(Collected data)
::::::::::
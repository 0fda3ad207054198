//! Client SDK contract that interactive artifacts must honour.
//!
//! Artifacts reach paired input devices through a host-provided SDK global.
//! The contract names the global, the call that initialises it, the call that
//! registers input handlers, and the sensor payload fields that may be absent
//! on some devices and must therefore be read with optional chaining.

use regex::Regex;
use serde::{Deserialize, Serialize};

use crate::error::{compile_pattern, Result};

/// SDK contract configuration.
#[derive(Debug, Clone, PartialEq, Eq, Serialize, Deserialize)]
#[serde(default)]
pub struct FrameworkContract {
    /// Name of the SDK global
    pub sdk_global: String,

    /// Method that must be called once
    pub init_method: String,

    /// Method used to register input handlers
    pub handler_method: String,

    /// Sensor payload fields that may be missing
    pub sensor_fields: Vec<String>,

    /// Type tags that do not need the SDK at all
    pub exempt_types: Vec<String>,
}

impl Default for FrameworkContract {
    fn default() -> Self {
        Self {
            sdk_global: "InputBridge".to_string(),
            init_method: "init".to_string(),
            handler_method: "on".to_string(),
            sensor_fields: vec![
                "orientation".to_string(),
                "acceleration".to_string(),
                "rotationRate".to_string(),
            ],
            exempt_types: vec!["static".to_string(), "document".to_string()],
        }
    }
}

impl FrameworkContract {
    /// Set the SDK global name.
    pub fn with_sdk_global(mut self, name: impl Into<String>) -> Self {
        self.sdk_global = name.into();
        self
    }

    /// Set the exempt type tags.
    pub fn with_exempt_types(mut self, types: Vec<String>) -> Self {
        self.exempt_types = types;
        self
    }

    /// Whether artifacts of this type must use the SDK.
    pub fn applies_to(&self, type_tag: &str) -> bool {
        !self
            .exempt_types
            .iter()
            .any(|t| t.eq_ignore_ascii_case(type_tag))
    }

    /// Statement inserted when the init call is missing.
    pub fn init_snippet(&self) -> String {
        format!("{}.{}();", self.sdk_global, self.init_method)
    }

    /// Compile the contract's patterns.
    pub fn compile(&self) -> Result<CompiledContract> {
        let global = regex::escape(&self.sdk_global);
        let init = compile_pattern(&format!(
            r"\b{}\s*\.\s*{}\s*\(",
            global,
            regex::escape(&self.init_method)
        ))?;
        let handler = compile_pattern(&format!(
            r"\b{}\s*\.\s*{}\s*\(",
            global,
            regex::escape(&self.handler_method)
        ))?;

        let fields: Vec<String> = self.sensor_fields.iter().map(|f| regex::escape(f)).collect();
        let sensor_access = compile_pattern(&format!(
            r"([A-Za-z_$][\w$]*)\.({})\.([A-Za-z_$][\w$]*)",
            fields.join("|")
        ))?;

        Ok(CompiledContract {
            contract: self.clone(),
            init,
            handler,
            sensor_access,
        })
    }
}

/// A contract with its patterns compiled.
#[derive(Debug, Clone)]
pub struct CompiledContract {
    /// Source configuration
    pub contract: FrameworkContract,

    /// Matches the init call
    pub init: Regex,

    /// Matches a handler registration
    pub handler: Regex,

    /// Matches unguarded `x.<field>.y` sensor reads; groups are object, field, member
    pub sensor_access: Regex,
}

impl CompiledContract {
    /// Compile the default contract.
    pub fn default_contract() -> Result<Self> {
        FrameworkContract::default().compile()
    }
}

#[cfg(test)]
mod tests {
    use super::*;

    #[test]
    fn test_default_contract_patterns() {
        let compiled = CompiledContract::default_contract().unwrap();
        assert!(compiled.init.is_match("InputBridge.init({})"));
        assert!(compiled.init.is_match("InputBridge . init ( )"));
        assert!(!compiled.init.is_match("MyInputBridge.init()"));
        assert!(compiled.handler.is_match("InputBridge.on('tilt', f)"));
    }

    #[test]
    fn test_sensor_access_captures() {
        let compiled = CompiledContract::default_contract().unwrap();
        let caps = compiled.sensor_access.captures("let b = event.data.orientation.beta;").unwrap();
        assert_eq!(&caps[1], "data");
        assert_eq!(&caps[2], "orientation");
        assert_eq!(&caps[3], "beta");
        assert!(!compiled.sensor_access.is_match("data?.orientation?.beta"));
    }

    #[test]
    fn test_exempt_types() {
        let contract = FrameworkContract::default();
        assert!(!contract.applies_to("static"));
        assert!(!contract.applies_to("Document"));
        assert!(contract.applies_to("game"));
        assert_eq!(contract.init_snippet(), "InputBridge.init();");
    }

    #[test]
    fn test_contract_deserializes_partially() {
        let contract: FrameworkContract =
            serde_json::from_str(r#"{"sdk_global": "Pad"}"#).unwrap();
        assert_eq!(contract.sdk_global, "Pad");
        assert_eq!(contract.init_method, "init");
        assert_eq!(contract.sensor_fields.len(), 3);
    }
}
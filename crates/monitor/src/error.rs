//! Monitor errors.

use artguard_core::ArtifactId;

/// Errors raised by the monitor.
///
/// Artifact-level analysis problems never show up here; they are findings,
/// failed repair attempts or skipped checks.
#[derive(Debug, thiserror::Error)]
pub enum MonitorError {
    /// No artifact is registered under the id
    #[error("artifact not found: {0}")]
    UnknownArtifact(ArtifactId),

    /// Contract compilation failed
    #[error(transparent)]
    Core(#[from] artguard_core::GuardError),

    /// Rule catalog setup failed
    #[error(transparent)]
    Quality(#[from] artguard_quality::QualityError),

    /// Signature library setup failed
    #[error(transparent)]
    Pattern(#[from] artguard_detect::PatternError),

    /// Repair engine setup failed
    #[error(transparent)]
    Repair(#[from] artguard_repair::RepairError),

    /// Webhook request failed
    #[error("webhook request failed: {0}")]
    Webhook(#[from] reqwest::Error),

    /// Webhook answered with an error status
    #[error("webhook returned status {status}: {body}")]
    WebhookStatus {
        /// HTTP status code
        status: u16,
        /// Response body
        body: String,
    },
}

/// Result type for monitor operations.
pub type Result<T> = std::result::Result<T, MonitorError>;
::::::::::
Output all of the data without altering a single line.

### Answer to the problem
repository 0fda3ad207054198
//! Client SDK contract that interactive artifacts must honour.
//!
//! Artifacts reach paired input devices through a host-provided SDK global.
//! The contract names the global, the call that initialises it, the call that
//! registers input handlers, and the sensor payload fields that may be absent
//! on some devices and must therefore be read with optional chaining.

use regex::Regex;
use serde::{Deserialize, Serialize};

use crate::error::{compile_pattern, Result};

/// SDK contract configuration.
#[derive(Debug, Clone, PartialEq, Eq, Serialize, Deserialize)]
#[serde(default)]
pub struct FrameworkContract {
    /// Name of the SDK global
    pub sdk_global: String,

    /// Method that must be called once
    pub init_method: String,

    /// Method used to register input handlers
    pub handler_method: String,

    /// Sensor payload fields that may be missing
    pub sensor_fields: Vec<String>,

    /// Type tags that do not need the SDK at all
    pub exempt_types: Vec<String>,
}

impl Default for FrameworkContract {
    fn default() -> Self {
        Self {
            sdk_global: "InputBridge".to_string(),
            init_method: "init".to_string(),
            handler_method: "on".to_string(),
            sensor_fields: vec![
                "orientation".to_string(),
                "acceleration".to_string(),
                "rotationRate".to_string(),
            ],
            exempt_types: vec!["static".to_string(), "document".to_string()],
        }
    }
}

impl FrameworkContract {
    /// Set the SDK global name.
    pub fn with_sdk_global(mut self, name: impl Into<String>) -> Self {
        self.sdk_global = name.into();
        self
    }

    /// Set the exempt type tags.
    pub fn with_exempt_types(mut self, types: Vec<String>) -> Self {
        self.exempt_types = types;
        self
    }

    /// Whether artifacts of this type must use the SDK.
    pub fn applies_to(&self, type_tag: &str) -> bool {
        !self
            .exempt_types
            .iter()
            .any(|t| t.eq_ignore_ascii_case(type_tag))
    }

    /// Statement inserted when the init call is missing.
    pub fn init_snippet(&self) -> String {
        format!("{}.{}();", self.sdk_global, self.init_method)
    }

    /// Compile the contract's patterns.
    pub fn compile(&self) -> Result<CompiledContract> {
        let global = regex::escape(&self.sdk_global);
        let init = compile_pattern(&format!(
            r"\b{}\s*\.\s*{}\s*\(",
            global,
            regex::escape(&self.init_method)
        ))?;
        let handler = compile_pattern(&format!(
            r"\b{}\s*\.\s*{}\s*\(",
            global,
            regex::escape(&self.handler_method)
        ))?;

        let fields: Vec<String> = self.sensor_fields.iter().map(|f| regex::escape(f)).collect();
        let sensor_access = compile_pattern(&format!(
            r"([A-Za-z_$][\w$]*)\.({})\.([A-Za-z_$][\w$]*)",
            fields.join("|")
        ))?;

        Ok(CompiledContract {
            contract: self.clone(),
            init,
            handler,
            sensor_access,
        })
    }
}

/// A contract with its patterns compiled.
#[derive(Debug, Clone)]
pub struct CompiledContract {
    /// Source configuration
    pub contract: FrameworkContract,

    /// Matches the init call
    pub init: Regex,

    /// Matches a handler registration
    pub handler: Regex,

    /// Matches unguarded `x.<field>.y` sensor reads; groups are object, field, member
    pub sensor_access: Regex,
}

impl CompiledContract {
    /// Compile the default contract.
    pub fn default_contract() -> Result<Self> {
        FrameworkContract::default().compile()
    }
}

#[cfg(test)]
mod tests {
    use super::*;

    #[test]
    fn test_default_contract_patterns() {
        let compiled = CompiledContract::default_contract().unwrap();
        assert!(compiled.init.is_match("InputBridge.init({})"));
        assert!(compiled.init.is_match("InputBridge . init ( )"));
        assert!(!compiled.init.is_match("MyInputBridge.init()"));
        assert!(compiled.handler.is_match("InputBridge.on('tilt', f)"));
    }

    #[test]
    fn test_sensor_access_captures() {
        let compiled = CompiledContract::default_contract().unwrap();
        let caps = compiled.sensor_access.captures("let b = event.data.orientation.beta;").unwrap();
        assert_eq!(&caps[1], "data");
        assert_eq!(&caps[2], "orientation");
        assert_eq!(&caps[3], "beta");
        assert!(!compiled.sensor_access.is_match("data?.orientation?.beta"));
    }

    #[test]
    fn test_exempt_types() {
        let contract = FrameworkContract::default();
        assert!(!contract.applies_to("static"));
        assert!(!contract.applies_to("Document"));
        assert!(contract.applies_to("game"));
        assert_eq!(contract.init_snippet(), "InputBridge.init();");
    }

    #[test]
    fn test_contract_deserializes_partially() {
        let contract: FrameworkContract =
            serde_json::from_str(r#"{"sdk_global": "Pad"}"#).unwrap();
        assert_eq!(contract.sdk_global, "Pad");
        assert_eq!(contract.init_method, "init");
        assert_eq!(contract.sensor_fields.len(), 3);
    }
}
filename crates/monitor/src/error.rs
//! Monitor errors.

use artguard_core::ArtifactId;

/// Errors raised by the monitor.
///
/// Artifact-level analysis problems never show up here; they are findings,
/// failed repair attempts or skipped checks.
#[derive(Debug, thiserror::Error)]
pub enum MonitorError {
    /// No artifact is registered under the id
    #[error("artifact not found: {0}")]
    UnknownArtifact(ArtifactId),

    /// Contract compilation failed
    #[error(transparent)]
    Core(#[from] artguard_core::GuardError),

    /// Rule catalog setup failed
    #[error(transparent)]
    Quality(#[from] artguard_quality::QualityError),

    /// Signature library setup failed
    #[error(transparent)]
    Pattern(#[from] artguard_detect::PatternError),

    /// Repair engine setup failed
    #[error(transparent)]
    Repair(#[from] artguard_repair::RepairError),

    /// Webhook request failed
    #[error("webhook request failed: {0}")]
    Webhook(#[from] reqwest::Error),

    /// Webhook answered with an error status
    #[error("webhook returned status {status}: {body}")]
    WebhookStatus {
        /// HTTP status code
        status: u16,
        /// Response body
        body: String,
    },
}

/// Result type for monitor operations.
pub type Result<T> = std::result::Result<T, MonitorError>;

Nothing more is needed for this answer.